*** Opening of RECORD EXTRACTS ***
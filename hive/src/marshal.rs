//! Conversion between VM values and host values.
//!
//! Both directions copy. Strings leaving the VM become owned byte buffers and
//! bytes entering it are interned into that VM's string table, so neither
//! side ever holds on to the other's storage.
use vm::{Value, Vm};

/// A dynamically typed host value.
#[derive(Debug, Clone, PartialEq, Default)]
pub enum HostValue {
    #[default]
    None,
    Bool(bool),
    Int(i64),
    Float(f64),
    Bytes(Vec<u8>),
    Text(String),
    List(Vec<HostValue>),
}

impl HostValue {
    pub fn type_name(&self) -> &'static str {
        match self {
            Self::None => "none",
            Self::Bool(_) => "bool",
            Self::Int(_) => "int",
            Self::Float(_) => "float",
            Self::Bytes(_) => "bytes",
            Self::Text(_) => "text",
            Self::List(_) => "list",
        }
    }
}

impl From<i64> for HostValue {
    fn from(value: i64) -> Self {
        Self::Int(value)
    }
}

impl From<f64> for HostValue {
    fn from(value: f64) -> Self {
        Self::Float(value)
    }
}

impl From<bool> for HostValue {
    fn from(value: bool) -> Self {
        Self::Bool(value)
    }
}

impl From<Vec<u8>> for HostValue {
    fn from(value: Vec<u8>) -> Self {
        Self::Bytes(value)
    }
}

impl From<&[u8]> for HostValue {
    fn from(value: &[u8]) -> Self {
        Self::Bytes(value.to_vec())
    }
}

impl From<String> for HostValue {
    fn from(value: String) -> Self {
        Self::Text(value)
    }
}

impl From<&str> for HostValue {
    fn from(value: &str) -> Self {
        Self::Text(value.to_owned())
    }
}

/// Copy a VM value out for the host. Tables and closures have no host
/// counterpart and come out as `None`.
pub fn to_host(vm: &Vm, value: &Value) -> HostValue {
    match value {
        Value::Int(i) => HostValue::Int(*i),
        Value::Float(f) => HostValue::Float(*f),
        Value::Str(id) => HostValue::Bytes(vm.string(*id).to_vec()),
        Value::Nil | Value::Table(_) | Value::Closure(_) => HostValue::None,
    }
}

/// Copy a host value into `vm`. Booleans become `0`/`1`; text, lists and
/// `None` become `nil`.
pub fn to_vm(vm: &mut Vm, value: &HostValue) -> Value {
    match value {
        HostValue::Int(i) => Value::Int(*i),
        HostValue::Float(f) => Value::Float(*f),
        HostValue::Bytes(bytes) => vm.intern(bytes),
        HostValue::Bool(b) => Value::Int(*b as i64),
        HostValue::None | HostValue::Text(_) | HostValue::List(_) => Value::Nil,
    }
}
*** Close of RECORD EXTRACTS ***
▶ **YOUR TASK**: Nothing above should be left out. Print all the records exactly.

▶ **SOLUTION BELOW**:
filename hive/src/marshal.rs
//! Conversion between VM values and host values.
//!
//! Both directions copy. Strings leaving the VM become owned byte buffers and
//! bytes entering it are interned into that VM's string table, so neither
//! side ever holds on to the other's storage.
use vm::{Value, Vm};

/// A dynamically typed host value.
#[derive(Debug, Clone, PartialEq, Default)]
pub enum HostValue {
    #[default]
    None,
    Bool(bool),
    Int(i64),
    Float(f64),
    Bytes(Vec<u8>),
    Text(String),
    List(Vec<HostValue>),
}

impl HostValue {
    pub fn type_name(&self) -> &'static str {
        match self {
            Self::None => "none",
            Self::Bool(_) => "bool",
            Self::Int(_) => "int",
            Self::Float(_) => "float",
            Self::Bytes(_) => "bytes",
            Self::Text(_) => "text",
            Self::List(_) => "list",
        }
    }
}

impl From<i64> for HostValue {
    fn from(value: i64) -> Self {
        Self::Int(value)
    }
}

impl From<f64> for HostValue {
    fn from(value: f64) -> Self {
        Self::Float(value)
    }
}

impl From<bool> for HostValue {
    fn from(value: bool) -> Self {
        Self::Bool(value)
    }
}

impl From<Vec<u8>> for HostValue {
    fn from(value: Vec<u8>) -> Self {
        Self::Bytes(value)
    }
}

impl From<&[u8]> for HostValue {
    fn from(value: &[u8]) -> Self {
        Self::Bytes(value.to_vec())
    }
}

impl From<String> for HostValue {
    fn from(value: String) -> Self {
        Self::Text(value)
    }
}

impl From<&str> for HostValue {
    fn from(value: &str) -> Self {
        Self::Text(value.to_owned())
    }
}

/// Copy a VM value out for the host. Tables and closures have no host
/// counterpart and come out as `None`.
pub fn to_host(vm: &Vm, value: &Value) -> HostValue {
    match value {
        Value::Int(i) => HostValue::Int(*i),
        Value::Float(f) => HostValue::Float(*f),
        Value::Str(id) => HostValue::Bytes(vm.string(*id).to_vec()),
        Value::Nil | Value::Table(_) | Value::Closure(_) => HostValue::None,
    }
}

/// Copy a host value into `vm`. Booleans become `0`/`1`; text, lists and
/// `None` become `nil`.
pub fn to_vm(vm: &mut Vm, value: &HostValue) -> Value {
    match value {
        HostValue::Int(i) => Value::Int(*i),
        HostValue::Float(f) => Value::Float(*f),
        HostValue::Bytes(bytes) => vm.intern(bytes),
        HostValue::Bool(b) => Value::Int(*b as i64),
        HostValue::None | HostValue::Text(_) | HostValue::List(_) => Value::Nil,
    }
}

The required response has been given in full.